亀頭裏の縫い目になっているあたりを、硬く尖った舌先がちろちろと……弱点を狙い撃つように舐め上げた。
「うっっ」
眞一郎の喉が、苦しみとも悦びとも判別できない呻きで低く鳴る。
その反応に気を良くした比呂美は、愛撫を次の段階に進めた。
右手の人差し指と親指で輪を作り、それを茎に添わせて上下に動かしながら、舌をカリ首に這わせる。
ぐるりと円を描くように亀頭の淵をなぞり、時折、裏筋に垂れる眞一郎の体液を舐め取って見せる比呂美の赤い舌。

          ぺちゃ ぺちゃ ぺちゃ ……

無音の室内に、比呂美の唾液と眞一郎の淫水が混じり合う音が響く。
……他には何の音もしない…………
あまり物がない部屋の様子も手伝ってか、比呂美は眞一郎と自分が、世界から切り離されたかのような錯覚を持った。
(雪のせいもある……のかな)
屋外で降り続いている豪雪が、外界の事象を全て吸い取り、二人の空間を守り包んでくれている……
……この世界に存在しているのは、愛し合う二人だけ…………
そんな乙女チックな妄想に、比呂美がくすっと自嘲気味な笑いを漏らした時だった。
「……咥えて…くれよ……」
過酷な拷問に耐えられなくなった眞一郎が、堪らずに情けない声を絞り出した。
照明を点けているので、プライドを捨て去った眞一郎のかわいい顔が、比呂美にはとてもよく見える。
「フフ…… ……いいよ……」
一旦、身体を起こし、眞一郎を見下ろしながら、唇についた二人の混合液を舐める比呂美。
その態度は、余裕を持って眞一郎の求めに応じるもののように見えたが、実はそうではない。
唾液を塗ることで強くなった陰茎の臭い……眞一郎の牡の薫りが、比呂美の欲望を我慢の限界まで追い詰めていたのだ。
(本当に我慢できないのは私の方。 欲しい……『眞一郎くんの』が……)
牝の本能に支配された唇が、光る粘液の糸を引きながら大きく開かれる。
……そして…………
「くっ!」
短い呻き声と共に、艶やかに張った肉の先端が、比呂美の口内へと消える。
身体の中で最も敏感な部位を咥え込まれ、眞一郎は反射的に首を仰け反らせた。
生温かな『異空間』が与えてくれる、言葉では表現しがたい悦び。
眞一郎の歯と歯の間からはギリッという摩擦音が発せられ、彼の感じる快楽が普段以上のものであることを示した。
その姿を上目遣いで確認しつつ、比呂美は尿道に溜まったカウパー液を吸い出しにかかる。

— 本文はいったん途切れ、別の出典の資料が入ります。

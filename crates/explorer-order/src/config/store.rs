//! Loading and caching of the sorting config document.
//!
//! The store holds one immutable document behind an `Arc`. `refresh()` re-reads from disk and
//! swaps the `Arc` under a write lock, so a reader holding a snapshot keeps a consistent document
//! even while a refresh runs.

use serde::{Deserialize, Serialize};
use std::fs;
use std::io::ErrorKind;
use std::path::{Path, PathBuf};
use std::sync::{Arc, RwLock};

use super::locations::ConfigLocations;
use super::policy::ConfigDocument;
use crate::ignore_poison::IgnorePoisonRw;

/// Errors while reading the config document. A missing document is not an error.
#[derive(Debug, Clone, Serialize, Deserialize, PartialEq, Eq)]
#[serde(rename_all = "camelCase", tag = "kind")]
pub enum ConfigError {
    /// The document exists but isn't valid JSON.
    Parse { path: PathBuf, message: String },
    /// The document exists but couldn't be read (permissions, it's a directory, etc.).
    Io { path: PathBuf, message: String },
}

impl std::fmt::Display for ConfigError {
    fn fmt(&self, f: &mut std::fmt::Formatter<'_>) -> std::fmt::Result {
        match self {
            Self::Parse { path, message } => {
                write!(f, "Invalid sorting config {}: {}", path.display(), message)
            }
            Self::Io { path, message } => {
                write!(f, "Can't read sorting config {}: {}", path.display(), message)
            }
        }
    }
}

impl std::error::Error for ConfigError {}

/// A document together with the file it came from.
#[derive(Debug, Clone, Default)]
pub struct LoadedConfig {
    pub document: ConfigDocument,
    /// `None` when no candidate file existed.
    pub source: Option<PathBuf>,
}

/// Reads the first existing candidate. No candidate at all yields the empty document.
pub fn load(locations: &ConfigLocations) -> Result<LoadedConfig, ConfigError> {
    for candidate in locations.candidates() {
        let text = match fs::read_to_string(candidate) {
            Ok(text) => text,
            Err(e) if e.kind() == ErrorKind::NotFound => continue,
            Err(e) => {
                return Err(ConfigError::Io {
                    path: candidate.clone(),
                    message: e.to_string(),
                });
            }
        };

        let document = ConfigDocument::from_json(&text).map_err(|e| ConfigError::Parse {
            path: candidate.clone(),
            message: e.to_string(),
        })?;
        log::debug!("Loaded sorting config from {}", candidate.display());
        return Ok(LoadedConfig {
            document,
            source: Some(candidate.clone()),
        });
    }

    log::debug!("No sorting config found, using alphabetical order");
    Ok(LoadedConfig::default())
}

struct Current {
    document: Arc<ConfigDocument>,
    source: Option<PathBuf>,
}

impl From<LoadedConfig> for Current {
    fn from(loaded: LoadedConfig) -> Self {
        Self {
            document: Arc::new(loaded.document),
            source: loaded.source,
        }
    }
}

/// Owns the workspace's current config document.
pub struct ConfigStore {
    workspace_root: PathBuf,
    locations: ConfigLocations,
    current: RwLock<Current>,
}

impl ConfigStore {
    /// Loads the config for a workspace, failing on a malformed document.
    pub fn open(workspace_root: impl Into<PathBuf>) -> Result<Self, ConfigError> {
        let workspace_root = workspace_root.into();
        let locations = ConfigLocations::for_workspace(&workspace_root);
        Self::with_locations(workspace_root, locations)
    }

    /// Loads from explicit locations, failing on a malformed document.
    pub fn with_locations(workspace_root: impl Into<PathBuf>, locations: ConfigLocations) -> Result<Self, ConfigError> {
        let loaded = load(&locations)?;
        Ok(Self {
            workspace_root: workspace_root.into(),
            locations,
            current: RwLock::new(loaded.into()),
        })
    }

    /// Like `open`, but a broken document is logged once and the store starts empty.
    pub fn open_or_empty(workspace_root: impl Into<PathBuf>) -> Self {
        let workspace_root = workspace_root.into();
        let locations = ConfigLocations::for_workspace(&workspace_root);
        Self::with_locations_or_empty(workspace_root, locations)
    }

    /// Like `with_locations`, but a broken document is logged once and the store starts empty.
    pub fn with_locations_or_empty(workspace_root: impl Into<PathBuf>, locations: ConfigLocations) -> Self {
        let loaded = load(&locations).unwrap_or_else(|e| {
            log::warn!("{}; falling back to alphabetical order", e);
            LoadedConfig::default()
        });
        Self {
            workspace_root: workspace_root.into(),
            locations,
            current: RwLock::new(loaded.into()),
        }
    }

    /// A store seeded with an in-memory document. `refresh()` still reads the default locations.
    pub fn from_document(workspace_root: impl Into<PathBuf>, document: ConfigDocument) -> Self {
        let workspace_root = workspace_root.into();
        let locations = ConfigLocations::defaults(&workspace_root);
        Self {
            workspace_root,
            locations,
            current: RwLock::new(Current {
                document: Arc::new(document),
                source: None,
            }),
        }
    }

    pub fn workspace_root(&self) -> &Path {
        &self.workspace_root
    }

    pub fn locations(&self) -> &ConfigLocations {
        &self.locations
    }

    /// The current document. Cheap; later refreshes don't affect the returned handle.
    pub fn snapshot(&self) -> Arc<ConfigDocument> {
        Arc::clone(&self.current.read_ignore_poison().document)
    }

    /// The file the current document was read from.
    pub fn source(&self) -> Option<PathBuf> {
        self.current.read_ignore_poison().source.clone()
    }

    /// Re-reads the document from disk. On error the previous document stays in place.
    pub fn refresh(&self) -> Result<(), ConfigError> {
        let loaded = load(&self.locations)?;
        *self.current.write_ignore_poison() = loaded.into();
        Ok(())
    }
}
//! File system module - entries, listing, volumes, validation, and the config watcher.

mod entry;
pub mod listing;
pub mod validation;
pub mod volume;
pub mod watcher;

pub use entry::{Entry, EntryKind};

口腔が減圧され、陰茎に詰まっていた粘液はストロー内のジュースのように、比呂美の舌上へと無理矢理引き出された。
「うあぁぁっっ!!」
体液を吐き出すのではなく、強引に抜き取られる……
初体験の快感に、眞一郎の声帯は状況を忘れて悲鳴をあげた。
(もっと……気持ち良くしてあげる…… だから……)
いっぱい……いっぱい出して欲しい…… 喉も内臓も焼けただれてしまうような、熱い精を。
比呂美は願いを現実のものとするべく、頭をゆっくりと前後に動かして、ペニスを更に深く呑み込み始めた。